Copy out each line featuring the string "derive" from the entries beneath.

<<<<

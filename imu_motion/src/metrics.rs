//! Series-level statistics: baseline removal, differentiation, smoothing,
//! repetition counting, active-window detection and left/right asymmetry.
//!
//! Every reduction returns 0 (or an empty series) for empty input instead of
//! dividing by zero.

use ndarray::Array1;
use serde::{Deserialize, Serialize};

/// Fallback baseline length, in samples, when no timestamp reaches the
/// requested baseline duration.
const BASELINE_FALLBACK_SAMPLES: usize = 60;
const ASYMMETRY_ROM_THRESHOLD_DEG: f64 = 10.0;
const ASYMMETRY_REP_THRESHOLD: u32 = 1;

#[derive(Clone, Copy, Debug, PartialEq)]
pub struct PeakOptions {
    pub min_distance_s: f64,
    pub threshold_abs_deg: f64,
    pub threshold_rom_fraction: f64,
    pub smoothing_window: usize,
}

impl Default for PeakOptions {
    fn default() -> Self {
        Self {
            min_distance_s: 0.6,
            threshold_abs_deg: 15.0,
            threshold_rom_fraction: 0.35,
            smoothing_window: 5,
        }
    }
}

#[derive(Clone, Copy, Debug, PartialEq)]
pub struct ActiveWindowOptions {
    /// Moving-RMS window length in seconds.
    pub window_s: f64,
    pub threshold_deg_s: f64,
}

impl Default for ActiveWindowOptions {
    fn default() -> Self {
        Self {
            window_s: 0.5,
            threshold_deg_s: 5.0,
        }
    }
}

/// Inclusive sample-index bounds of the detected exercise period.
#[derive(Clone, Copy, Debug, Serialize, Deserialize, PartialEq, Eq)]
pub struct ActiveWindow {
    pub start: usize,
    pub end: usize,
}

impl ActiveWindow {
    pub fn len(&self) -> usize {
        (self.end + 1).saturating_sub(self.start)
    }

    pub fn is_empty(&self) -> bool {
        self.end < self.start
    }

    /// Slice `data` to this window, clamped to the data's length.
    pub fn slice<'a, T>(&self, data: &'a [T]) -> &'a [T] {
        if data.is_empty() || self.start >= data.len() {
            return &data[..0];
        }
        let end = (self.end + 1).min(data.len());
        &data[self.start..end]
    }
}

#[derive(Clone, Copy, Debug, Serialize, Deserialize, PartialEq, Eq)]
#[serde(rename_all = "lowercase")]
pub enum DominantSide {
    Left,
    Right,
    Balanced,
}

#[derive(Clone, Copy, Debug, Default, PartialEq)]
pub struct RomReps {
    pub rom: f64,
    pub repetitions: u32,
}

#[derive(Clone, Copy, Debug, Serialize, Deserialize, PartialEq)]
pub struct Asymmetry {
    pub rom_difference: f64,
    pub repetition_difference: u32,
    pub dominant_side: DominantSide,
}

impl Default for Asymmetry {
    fn default() -> Self {
        Self {
            rom_difference: 0.0,
            repetition_difference: 0,
            dominant_side: DominantSide::Balanced,
        }
    }
}

#[derive(Clone, Copy, Debug, Default, Serialize, Deserialize, PartialEq)]
pub struct VelocityStats {
    pub average: f64,
    pub peak: f64,
    pub p95: f64,
}

pub fn mean(values: &[f64]) -> f64 {
    if values.is_empty() {
        return 0.0;
    }
    values.iter().sum::<f64>() / values.len() as f64
}

/// Nearest-rank-below percentile: index `floor(p/100 * (n-1))` of the sorted values.
pub fn percentile(values: &[f64], p: f64) -> f64 {
    if values.is_empty() {
        return 0.0;
    }
    let mut sorted = values.to_vec();
    sorted.sort_by(|a, b| a.total_cmp(b));
    let idx = ((p / 100.0) * (sorted.len() - 1) as f64).floor() as usize;
    sorted[idx.min(sorted.len() - 1)]
}

/// Subtract the mean of the first `baseline_s` seconds from the whole series.
pub fn baseline_subtract(angles: &[f64], t: &[f64], baseline_s: f64) -> Vec<f64> {
    if angles.is_empty() || t.is_empty() {
        return Vec::new();
    }
    let end = match t.iter().position(|&ti| ti >= baseline_s) {
        Some(idx) if idx > 0 => idx,
        _ => BASELINE_FALLBACK_SAMPLES.min(angles.len()).min(t.len()),
    };
    let offset = mean(&angles[..end.min(angles.len())]);
    angles.iter().map(|a| a - offset).collect()
}

/// Central-difference derivative in units per second. Endpoints copy their
/// interior neighbour. Mismatched lengths give an empty series.
pub fn gradient(values: &[f64], t: &[f64]) -> Vec<f64> {
    let n = values.len();
    if n == 0 || n != t.len() {
        return Vec::new();
    }
    let mut out = vec![0.0; n];
    for i in 1..n.saturating_sub(1) {
        let dt = t[i + 1] - t[i - 1];
        out[i] = if dt != 0.0 {
            (values[i + 1] - values[i - 1]) / dt
        } else {
            0.0
        };
    }
    if n > 1 {
        out[0] = out[1];
        out[n - 1] = out[n - 2];
    }
    out
}

pub fn velocity_stats(velocities: &[f64]) -> VelocityStats {
    let abs: Vec<f64> = velocities.iter().map(|v| v.abs()).collect();
    VelocityStats {
        average: mean(&abs),
        peak: abs.iter().copied().fold(0.0, f64::max),
        p95: percentile(&abs, 95.0),
    }
}

pub fn average_velocity(angles: &[f64], t: &[f64]) -> f64 {
    velocity_stats(&gradient(angles, t)).average
}

pub fn peak_velocity(angles: &[f64], t: &[f64]) -> f64 {
    velocity_stats(&gradient(angles, t)).peak
}

pub fn p95_velocity(angles: &[f64], t: &[f64]) -> f64 {
    velocity_stats(&gradient(angles, t)).p95
}

/// Centered moving average; the window shrinks at the edges instead of padding.
pub fn moving_average(data: &[f64], window: usize) -> Array1<f64> {
    if window <= 1 {
        return Array1::from_vec(data.to_vec());
    }
    let radius = window / 2;
    let mut out = Vec::with_capacity(data.len());
    for i in 0..data.len() {
        let start = i.saturating_sub(radius);
        let end = (i + radius + 1).min(data.len());
        out.push(mean(&data[start..end]));
    }
    Array1::from_vec(out)
}

/// `max - min`, 0 for an empty series.
pub fn range_of_motion(angles: &[f64]) -> f64 {
    if angles.is_empty() {
        return 0.0;
    }
    let (lo, hi) = min_max(angles);
    hi - lo
}

/// Raw extrema: the series minimum is reported as maximum flexion and the
/// maximum as maximum extension. The orchestrator uses the baseline-relative
/// convention instead (see [`baseline_relative_flex_ext`]).
pub fn max_flex_ext(angles: &[f64]) -> (f64, f64) {
    if angles.is_empty() {
        return (0.0, 0.0);
    }
    min_max(angles)
}

/// Baseline-relative extrema: extension is the zero baseline and flexion is
/// the full ROM.
pub fn baseline_relative_flex_ext(angles: &[f64]) -> (f64, f64) {
    (range_of_motion(angles), 0.0)
}

fn min_max(values: &[f64]) -> (f64, f64) {
    values
        .iter()
        .fold((f64::INFINITY, f64::NEG_INFINITY), |(lo, hi), &v| {
            (lo.min(v), hi.max(v))
        })
}

/// Count repetitions as well-separated local maxima of the smoothed series.
pub fn count_peaks(angles: &[f64], t: &[f64], opts: &PeakOptions) -> u32 {
    let n = angles.len().min(t.len());
    if n < 3 {
        return 0;
    }
    let smoothed = moving_average(&angles[..n], opts.smoothing_window);
    let s = smoothed.as_slice().unwrap_or(&[]);
    let threshold = opts
        .threshold_abs_deg
        .max(opts.threshold_rom_fraction * range_of_motion(s));

    let mut count = 0;
    let mut last_peak_t = f64::NEG_INFINITY;
    for i in 1..n - 1 {
        let is_local_max = s[i] > s[i - 1] && s[i] > s[i + 1];
        if is_local_max && s[i] > threshold && t[i] - last_peak_t > opts.min_distance_s {
            count += 1;
            last_peak_t = t[i];
        }
    }
    count
}

/// Centered moving RMS over `[i - w/2, i + w/2)`.
pub fn moving_rms(values: &[f64], window: usize) -> Vec<f64> {
    let half = window / 2;
    (0..values.len())
        .map(|i| {
            let start = i.saturating_sub(half);
            let end = (i + half).min(values.len()).max(start + 1);
            let sum_sq: f64 = values[start..end].iter().map(|v| v * v).sum();
            (sum_sq / (end - start) as f64).sqrt()
        })
        .collect()
}

/// Window length in samples for a duration, from the mean sample interval.
pub fn samples_for_duration(t: &[f64], seconds: f64) -> usize {
    if t.len() < 2 {
        return 1;
    }
    let dt = (t[t.len() - 1] - t[0]) / (t.len() - 1) as f64;
    if dt <= 0.0 || !dt.is_finite() {
        return 1;
    }
    ((seconds / dt).round() as usize).max(1)
}

/// Locate the span where the combined activity of two velocity series stays
/// above threshold. Returns `None` when there is no data at all; when nothing
/// crosses the threshold the whole series is returned.
pub fn detect_active_window(
    vel_a: &[f64],
    vel_b: &[f64],
    t: &[f64],
    opts: &ActiveWindowOptions,
) -> Option<ActiveWindow> {
    let n = vel_a.len().min(vel_b.len()).min(t.len());
    if n == 0 {
        return None;
    }
    let window = samples_for_duration(&t[..n], opts.window_s);

    let activity: Vec<f64> = vel_a[..n]
        .iter()
        .zip(&vel_b[..n])
        .map(|(a, b)| ((a * a + b * b) / 2.0).sqrt())
        .collect();
    let rms = moving_rms(&activity, window);

    let mut start = rms
        .iter()
        .position(|&v| v > opts.threshold_deg_s)
        .unwrap_or(0);
    let mut end = rms
        .iter()
        .rposition(|&v| v > opts.threshold_deg_s)
        .unwrap_or(n - 1);

    if end < start || end - start < window {
        let center = (start + end) / 2;
        start = center.saturating_sub(window / 2);
        end = (center + window / 2).min(n - 1);
    }
    Some(ActiveWindow { start, end })
}

pub fn calculate_asymmetry(left: RomReps, right: RomReps) -> Asymmetry {
    let rom_difference = (left.rom - right.rom).abs();
    let repetition_difference = left.repetitions.abs_diff(right.repetitions);

    let dominant_side = if rom_difference >= ASYMMETRY_ROM_THRESHOLD_DEG {
        if left.rom > right.rom {
            DominantSide::Left
        } else {
            DominantSide::Right
        }
    } else if repetition_difference > ASYMMETRY_REP_THRESHOLD {
        if left.repetitions > right.repetitions {
            DominantSide::Left
        } else {
            DominantSide::Right
        }
    } else {
        DominantSide::Balanced
    };

    Asymmetry {
        rom_difference,
        repetition_difference,
        dominant_side,
    }
}

#[cfg(test)]
mod tests {
    use super::*;
    use std::f64::consts::PI;

    fn time_axis(n: usize, hz: f64) -> Vec<f64> {
        (0..n).map(|i| i as f64 / hz).collect()
    }

    #[test]
    fn test_velocity_uses_elapsed_seconds() {
        let angles = [0.0, 10.0, 20.0, 30.0, 40.0];
        let slow = [0.0, 0.1, 0.2, 0.3, 0.4];
        let fast = [0.0, 0.05, 0.1, 0.15, 0.2];
        assert!((average_velocity(&angles, &slow) - 100.0).abs() < 1e-9);
        assert!((average_velocity(&angles, &fast) - 200.0).abs() < 1e-9);
        assert!((peak_velocity(&angles, &fast) - 200.0).abs() < 1e-9);
    }

    #[test]
    fn test_gradient_edges_and_mismatch() {
        let v = gradient(&[0.0, 1.0, 4.0, 9.0], &[0.0, 1.0, 2.0, 3.0]);
        assert_eq!(v, vec![2.0, 2.0, 4.0, 4.0]);
        assert!(gradient(&[1.0, 2.0], &[0.0]).is_empty());
        assert!(gradient(&[], &[]).is_empty());
        assert_eq!(gradient(&[5.0, 6.0, 7.0], &[1.0, 1.0, 1.0]), vec![0.0; 3]);
    }

    #[test]
    fn test_baseline_subtract_by_time() {
        let t = [0.0, 0.5, 1.0, 1.5];
        let out = baseline_subtract(&[10.0, 20.0, 40.0, 50.0], &t, 1.0);
        assert_eq!(out, vec![-5.0, 5.0, 25.0, 35.0]);
    }

    #[test]
    fn test_baseline_subtract_fallback() {
        // No timestamp reaches the baseline duration.
        let t = [0.0, 0.1, 0.2];
        let out = baseline_subtract(&[1.0, 2.0, 3.0], &t, 5.0);
        assert_eq!(out, vec![-1.0, 0.0, 1.0]);
        assert!(baseline_subtract(&[], &[], 1.0).is_empty());
    }

    #[test]
    fn test_moving_average_truncates_edges() {
        let s = moving_average(&[0.0, 3.0, 6.0, 9.0], 3);
        assert_eq!(s.to_vec(), vec![1.5, 3.0, 6.0, 7.5]);
        assert_eq!(moving_average(&[1.0, 2.0], 1).to_vec(), vec![1.0, 2.0]);
    }

    #[test]
    fn test_percentile_index_rule() {
        let values: Vec<f64> = (1..=10).map(f64::from).collect();
        assert_eq!(percentile(&values, 95.0), 9.0);
        assert_eq!(percentile(&values, 0.0), 1.0);
        assert_eq!(percentile(&[], 50.0), 0.0);
    }

    #[test]
    fn test_rom_and_raw_extrema() {
        let series = [60.0, 80.0, 100.0, 120.0, 90.0];
        assert_eq!(range_of_motion(&series), 60.0);
        let (max_flexion, max_extension) = max_flex_ext(&series);
        assert_eq!(max_flexion, 60.0);
        assert_eq!(max_extension, 120.0);
        assert_eq!(range_of_motion(&[]), 0.0);
    }

    #[test]
    fn test_baseline_relative_extrema() {
        let series = [60.0, 80.0, 100.0, 120.0, 90.0];
        assert_eq!(baseline_relative_flex_ext(&series), (60.0, 0.0));
        assert_eq!(baseline_relative_flex_ext(&[]), (0.0, 0.0));
    }

    #[test]
    fn test_count_peaks_five_cycles() {
        let t = time_axis(300, 60.0);
        let angles: Vec<f64> = t.iter().map(|&s| 30.0 * (1.0 - (2.0 * PI * s).cos())).collect();
        assert_eq!(count_peaks(&angles, &t, &PeakOptions::default()), 5);
    }

    #[test]
    fn test_count_peaks_ignores_valleys() {
        let t = time_axis(300, 60.0);
        let angles: Vec<f64> = t.iter().map(|&s| -30.0 * (1.0 - (2.0 * PI * s).cos())).collect();
        assert_eq!(count_peaks(&angles, &t, &PeakOptions::default()), 0);
    }

    #[test]
    fn test_count_peaks_min_distance() {
        // 3 Hz oscillation: peaks every 0.33 s, only every other one is far enough apart.
        let t = time_axis(120, 60.0);
        let angles: Vec<f64> = t.iter().map(|&s| 25.0 * (1.0 - (6.0 * PI * s).cos())).collect();
        let opts = PeakOptions::default();
        let all = count_peaks(&angles, &t, &PeakOptions { min_distance_s: 0.0, ..opts });
        let spaced = count_peaks(&angles, &t, &opts);
        assert_eq!(all, 6);
        assert_eq!(spaced, 3);
    }

    #[test]
    fn test_active_window_bounds() {
        let t = time_axis(240, 60.0);
        let vel: Vec<f64> = (0..240)
            .map(|i| if (60..120).contains(&i) { 100.0 } else { 0.0 })
            .collect();
        let window = detect_active_window(&vel, &vel, &t, &ActiveWindowOptions::default()).unwrap();
        assert_eq!(window, ActiveWindow { start: 46, end: 134 });
        assert!(detect_active_window(&[], &vel, &t, &ActiveWindowOptions::default()).is_none());
    }

    #[test]
    fn test_active_window_expands_short_bursts() {
        let t = time_axis(200, 60.0);
        let vel: Vec<f64> = (0..200).map(|i| if i == 100 { 500.0 } else { 0.0 }).collect();
        let window = detect_active_window(&vel, &vel, &t, &ActiveWindowOptions::default()).unwrap();
        assert!(window.len() >= 30);
        assert!(window.start <= 100 && window.end >= 100);
    }

    #[test]
    fn test_asymmetry_rules() {
        let left = RomReps { rom: 100.0, repetitions: 5 };
        let a = calculate_asymmetry(left, RomReps { rom: 90.0, repetitions: 6 });
        assert_eq!(a.rom_difference, 10.0);
        assert_eq!(a.repetition_difference, 1);
        assert_eq!(a.dominant_side, DominantSide::Left);

        let b = calculate_asymmetry(left, RomReps { rom: 95.0, repetitions: 5 });
        assert_eq!(b.dominant_side, DominantSide::Balanced);

        let c = calculate_asymmetry(left, RomReps { rom: 98.0, repetitions: 8 });
        assert_eq!(c.dominant_side, DominantSide::Right);
    }
}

>>>>

__Task output__
#[derive(Clone, Copy, Debug, PartialEq)]
#[derive(Clone, Copy, Debug, PartialEq)]
#[derive(Clone, Copy, Debug, Serialize, Deserialize, PartialEq, Eq)]
#[derive(Clone, Copy, Debug, Serialize, Deserialize, PartialEq, Eq)]
#[derive(Clone, Copy, Debug, Default, PartialEq)]
#[derive(Clone, Copy, Debug, Serialize, Deserialize, PartialEq)]
#[derive(Clone, Copy, Debug, Default, Serialize, Deserialize, PartialEq)]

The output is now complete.